- **Stored dataset items**

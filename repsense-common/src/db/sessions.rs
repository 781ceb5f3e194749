//! Session record queries

use chrono::{DateTime, Utc};
use sqlx::SqlitePool;

use crate::db::models::SessionRecord;
use crate::Result;

/// Create a session record. The store assigns the id.
pub async fn create_session(
    pool: &SqlitePool,
    device_id: &str,
    started_at: DateTime<Utc>,
    notes: Option<&str>,
) -> Result<i64> {
    let result = sqlx::query("INSERT INTO sessions (device_id, started_at, notes) VALUES (?, ?, ?)")
        .bind(device_id)
        .bind(started_at)
        .bind(notes)
        .execute(pool)
        .await?;
    Ok(result.last_insert_rowid())
}

/// Fetch one session record by id.
pub async fn get_session(pool: &SqlitePool, session_id: i64) -> Result<SessionRecord> {
    let record = sqlx::query_as::<_, SessionRecord>(
        "SELECT id, device_id, started_at, notes FROM sessions WHERE id = ?",
    )
    .bind(session_id)
    .fetch_one(pool)
    .await?;
    Ok(record)
}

- **WHAT TO PRODUCE**
The answer should be exactly the lines from the one that contains "use crate::db::models::SessionRecord;" through the end of the entries, both ends included, and nothing besides.

- **EXERCISE RESPONSE**
use crate::db::models::SessionRecord;
use crate::Result;

/// Create a session record. The store assigns the id.
pub async fn create_session(
    pool: &SqlitePool,
    device_id: &str,
    started_at: DateTime<Utc>,
    notes: Option<&str>,
) -> Result<i64> {
    let result = sqlx::query("INSERT INTO sessions (device_id, started_at, notes) VALUES (?, ?, ?)")
        .bind(device_id)
        .bind(started_at)
        .bind(notes)
        .execute(pool)
        .await?;
    Ok(result.last_insert_rowid())
}

/// Fetch one session record by id.
pub async fn get_session(pool: &SqlitePool, session_id: i64) -> Result<SessionRecord> {
    let record = sqlx::query_as::<_, SessionRecord>(
        "SELECT id, device_id, started_at, notes FROM sessions WHERE id = ?",
    )
    .bind(session_id)
    .fetch_one(pool)
    .await?;
    Ok(record)
}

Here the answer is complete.